╭─ RECORDS

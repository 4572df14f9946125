use serde_json::json;
use slash_schema_core::entity::{TextChannel, User};
use slash_schema_core::{
    declare_schema, validate_schema, Annotation, BindError, Binder, CanonicalOption, ChannelType,
    CommandSchema, OptionDescriptor, OptionKind, OptionValue, Param, SchemaBuilder, SchemaError,
    Signature, Snowflake, UnknownOptionPolicy,
};

// ---------------------------------------------------------------------------
// Helpers
// ---------------------------------------------------------------------------

fn raw(value: serde_json::Value) -> serde_json::Map<String, serde_json::Value> {
    match value {
        serde_json::Value::Object(map) => map,
        other => panic!("expected a JSON object, got {other}"),
    }
}

fn greet_schema() -> CommandSchema {
    let signature = Signature::new()
        .context("ctx")
        .param(Param::typed::<User>("target"))
        .param(Param::typed::<String>("greeting").with_option(
            OptionDescriptor::new("How to greet").with_default("hi"),
        ));
    declare_schema("greet", "Greet someone", &signature).unwrap()
}

// ---------------------------------------------------------------------------
// Declaration
// ---------------------------------------------------------------------------

#[test]
fn test_required_options_precede_optional_ones() {
    let signature = Signature::new()
        .context("ctx")
        .param(Param::typed::<String>("a"))
        .param(Param::typed::<i64>("b"))
        .param(Param::typed::<bool>("c").with_default(false))
        .param(Param::typed::<Option<f64>>("d"));

    let schema = declare_schema("order", "Ordering", &signature).unwrap();
    assert_eq!(schema.option_names(), vec!["a", "b", "c", "d"]);
    assert_eq!(
        schema.options.iter().map(|o| o.required).collect::<Vec<_>>(),
        vec![true, true, false, false]
    );
}

#[test]
fn test_required_after_optional_fails() {
    let signature = Signature::new()
        .context("ctx")
        .param(Param::typed::<String>("a").with_default("x"))
        .param(Param::typed::<String>("b"));

    let err = declare_schema("order", "Ordering", &signature).unwrap_err();
    assert_eq!(err.command, "order");
    assert_eq!(
        err.source,
        SchemaError::SchemaOrdering {
            required: "b".into(),
            optional: "a".into(),
        }
    );
}

#[test]
fn test_explicit_name_is_used_and_bound_back() {
    let signature = Signature::new()
        .context("ctx")
        .param(Param::typed::<String>("long_parameter_name").with_option(
            OptionDescriptor::new("Short").with_name("x"),
        ));

    let schema = declare_schema("named", "Named option", &signature).unwrap();
    assert_eq!(schema.option_names(), vec!["x"]);

    let args = Binder::default()
        .bind(&schema, &raw(json!({"x": "value"})))
        .unwrap();
    assert_eq!(args.get::<String>("long_parameter_name").unwrap(), "value");
}

#[test]
fn test_declaration_is_idempotent() {
    let signature = Signature::new()
        .context("ctx")
        .param(Param::typed::<TextChannel>("channel"))
        .param(Param::typed::<i64>("limit").with_option(
            OptionDescriptor::new("How many")
                .with_default(10)
                .with_min_value(1.0)
                .with_max_value(100.0),
        ));

    let first = declare_schema("purge", "Delete messages", &signature).unwrap();
    let second = declare_schema("purge", "Delete messages", &signature).unwrap();
    assert_eq!(first, second);
    assert_eq!(
        serde_json::to_string(&first).unwrap(),
        serde_json::to_string(&second).unwrap()
    );
    assert_eq!(first.options[0].channel_types, Some(vec![ChannelType::GuildText]));
}

#[test]
fn test_plain_default_declares_optional_integer() {
    let signature = Signature::new()
        .context("ctx")
        .param(Param::new("count").with_annotation(Annotation::Int).with_default(5));

    let schema = declare_schema("count", "Count things", &signature).unwrap();
    let option = &schema.options[0];
    assert_eq!(option.kind, OptionKind::Integer);
    assert!(!option.required);
    assert_eq!(option.default, Some(OptionValue::Integer(5)));
}

#[test]
fn test_user_without_default_is_required() {
    let schema = greet_schema();
    let target = schema.find_option("target").unwrap();
    assert_eq!(target.kind, OptionKind::User);
    assert!(target.required);
}

#[test]
fn test_too_many_options_rejected() {
    let signature = (0..26).fold(Signature::new().context("ctx"), |sig, i| {
        sig.param(Param::typed::<String>(&format!("opt{i}")))
    });
    let err = declare_schema("wide", "Too wide", &signature).unwrap_err();
    assert_eq!(err.source, SchemaError::TooManyOptions { count: 26, max: 25 });
}

#[test]
fn test_doc_and_sidecar_descriptions() {
    let signature = Signature::new()
        .context("ctx")
        .param(Param::typed::<String>("text"))
        .describe("text", "Text to echo");

    let schema = declare_schema("echo", "Echo text", &signature).unwrap();
    assert_eq!(schema.options[0].description, "Text to echo");

    let undocumented = declare_schema(
        "echo",
        "Echo text",
        &Signature::new().context("ctx").param(Param::typed::<String>("text")),
    )
    .unwrap();
    assert_eq!(undocumented.options[0].description, "No Description Set");
}

// ---------------------------------------------------------------------------
// Serialized shape
// ---------------------------------------------------------------------------

#[test]
fn test_schema_serializes_to_protocol_json() {
    let value = serde_json::to_value(greet_schema()).unwrap();
    assert_eq!(value["type"], 1);
    assert_eq!(value["name"], "greet");
    assert_eq!(value["options"][0]["type"], 6);
    assert_eq!(value["options"][0]["required"], true);
    assert_eq!(value["options"][1]["type"], 3);
    assert_eq!(value["options"][1]["required"], false);
    assert!(value["options"][1].get("default").is_none());

    let back: CommandSchema = serde_json::from_value(value).unwrap();
    assert!(validate_schema(&back).is_empty());
}

#[test]
fn test_validate_schema_reports_every_violation() {
    let mut schema = CommandSchema::new("Bad Name", "");
    schema.options.push(CanonicalOption::new("dup", OptionKind::String, "One"));
    schema.options.push(CanonicalOption::new("dup", OptionKind::String, "Two"));

    let errors = validate_schema(&schema);
    assert!(errors.len() >= 3);
    assert!(errors.iter().any(|e| matches!(e, SchemaError::NameValidation { .. })));
    assert!(errors.iter().any(|e| matches!(e, SchemaError::DuplicateOption(n) if n == "dup")));
}

// ---------------------------------------------------------------------------
// Binding
// ---------------------------------------------------------------------------

#[test]
fn test_default_used_when_absent() {
    let schema = greet_schema();
    let binder = Binder::default();

    let args = binder
        .bind(&schema, &raw(json!({"target": "80351110224678912"})))
        .unwrap();
    assert_eq!(args.get::<String>("greeting").unwrap(), "hi");
    assert_eq!(
        args.get::<User>("target").unwrap(),
        User(Snowflake(80351110224678912))
    );

    let args = binder
        .bind(&schema, &raw(json!({"target": 1, "greeting": "yo"})))
        .unwrap();
    assert_eq!(args.get::<String>("greeting").unwrap(), "yo");
}

#[test]
fn test_missing_required_option() {
    let err = Binder::default()
        .bind(&greet_schema(), &raw(json!({"greeting": "yo"})))
        .unwrap_err();
    assert_eq!(err, BindError::MissingOption("target".into()));
}

#[test]
fn test_unknown_option_ignored_by_default() {
    let args = Binder::default()
        .bind(&greet_schema(), &raw(json!({"target": "1", "extra": true})))
        .unwrap();
    assert_eq!(args.len(), 2);
    assert!(args.value("extra").is_none());
}

#[test]
fn test_unknown_option_rejected_when_configured() {
    let err = Binder::new(UnknownOptionPolicy::Reject)
        .bind(&greet_schema(), &raw(json!({"target": "1", "extra": true})))
        .unwrap_err();
    assert_eq!(err, BindError::UnknownOption("extra".into()));
}

#[test]
fn test_optional_annotation_binds_absence() {
    let schema = SchemaBuilder::new("note", "Take a note")
        .option(CanonicalOption::new("text", OptionKind::String, "Text").with_default(None))
        .build()
        .unwrap();

    let args = Binder::default().bind(&schema, &raw(json!({}))).unwrap();
    assert_eq!(args.value("text"), Some(None));
    assert_eq!(args.get::<Option<String>>("text").unwrap(), None);
}

#[test]
fn test_coercion_failure_names_option() {
    let signature = Signature::new()
        .context("ctx")
        .param(Param::typed::<i64>("count"));
    let schema = declare_schema("count", "Count", &signature).unwrap();

    let err = Binder::default()
        .bind(&schema, &raw(json!({"count": "many"})))
        .unwrap_err();
    assert!(matches!(
        err,
        BindError::Coercion { option, expected: OptionKind::Integer, .. } if option == "count"
    ));
}
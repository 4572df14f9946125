//! Slash command schemas derived from callback signatures.
//!
//! This crate turns a command callback's declared parameters into a
//! validated, protocol-ready [`CommandSchema`], and binds invocation values
//! back onto those parameters:
//!
//! - [`OptionDescriptor`] — explicit per-option metadata (name, description,
//!   kind, requiredness, choices, bounds, autocomplete, channel types).
//! - [`Signature`] / [`Param`] — the callback's parameter list, context
//!   first; [`reflect`] checks it and yields the option parameters.
//! - [`resolve_option`] — merges a parameter's [`Annotation`] and default
//!   with its descriptor into a [`CanonicalOption`].
//! - [`SchemaBuilder`] — certifies the whole command (names, count,
//!   required-before-optional ordering) and emits the schema.
//! - [`Binder`] — coerces raw invocation values into [`BoundArguments`].
//!
//! [`declare_schema`] runs the declaration stages in one call.
//!
//! # Example
//!
//! ```
//! use serde_json::json;
//! use slash_schema_core::*;
//!
//! let signature = Signature::new()
//!     .context("ctx")
//!     .param(Param::typed::<String>("text").with_option(
//!         OptionDescriptor::new("What to echo").with_max_length(200),
//!     ))
//!     .param(Param::typed::<i64>("times").with_default(1));
//!
//! let schema = declare_schema("echo", "Repeat a message", &signature).unwrap();
//! assert_eq!(schema.option_names(), vec!["text", "times"]);
//!
//! let raw = json!({"text": "hello"});
//! let args = Binder::default().bind(&schema, raw.as_object().unwrap()).unwrap();
//! assert_eq!(args.get::<String>("text").unwrap(), "hello");
//! assert_eq!(args.get::<i64>("times").unwrap(), 1);
//! ```

mod annotation;
mod bind;
mod descriptor;
pub mod entity;
mod error;
mod package;
mod pipeline;
mod resolve;
mod signature;
mod types;
mod validate;

pub use annotation::{Annotation, OptionType};
pub use bind::{bind_arguments, coerce, Binder, BoundArguments, FromOptionValue, UnknownOptionPolicy};
pub use descriptor::OptionDescriptor;
pub use error::{BindError, DeclarationError, SchemaError, SignatureError};
pub use package::SchemaPackage;
pub use pipeline::{declare_schema, resolve_options};
pub use resolve::resolve_option;
pub use signature::{reflect, Converter, Param, ParamDefault, ParamKind, ReflectedParameter, Signature};
pub use types::*;
pub use validate::{build_schema, normalize_name, validate_name, validate_schema, SchemaBuilder};
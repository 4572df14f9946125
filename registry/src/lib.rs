//! Startup registry, dispatch and schema export for slash commands.
//!
//! This crate holds the application-facing end of the pipeline: commands
//! declared with `slash-schema-command` are collected into a
//! [`CommandRegistry`], frozen at startup, looked up and dispatched by name,
//! and exported as a [`SchemaPackage`](slash_schema_core::SchemaPackage) for
//! the host's registration call.
//!
//! # Quick start
//!
//! ```no_run
//! use slash_schema_command::SlashCommand;
//! use slash_schema_core::{Param, Signature};
//! use slash_schema_registry::{CommandRegistry, RegistryConfig};
//!
//! let config = RegistryConfig::load("registry.yml").unwrap();
//!
//! let say = SlashCommand::function(
//!     "say",
//!     Signature::new().context("ctx").param(Param::typed::<String>("text")),
//!     |_: &(), args| println!("{}", args.get::<String>("text").unwrap_or_default()),
//! )
//! .unwrap();
//!
//! let registry = CommandRegistry::builder()
//!     .config(config)
//!     .command(say)
//!     .build()
//!     .unwrap();
//!
//! registry.write_package("commands.json").unwrap();
//! ```

mod config;
mod error;
mod registry;

pub use config::RegistryConfig;
pub use error::{RegistryError, Result};
pub use registry::{CommandRegistry, RegistryBuilder};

╰─

## TASK REQUIREMENTS
Scan the listing above for the line that has "mod resolve;", then copy exactly from that line through the line that has "pub use descriptor::OptionDescriptor;".

## SOLUTION TO THE EXERCISE
mod resolve;
mod signature;
mod types;
mod validate;

pub use annotation::{Annotation, OptionType};
pub use bind::{bind_arguments, coerce, Binder, BoundArguments, FromOptionValue, UnknownOptionPolicy};
pub use descriptor::OptionDescriptor;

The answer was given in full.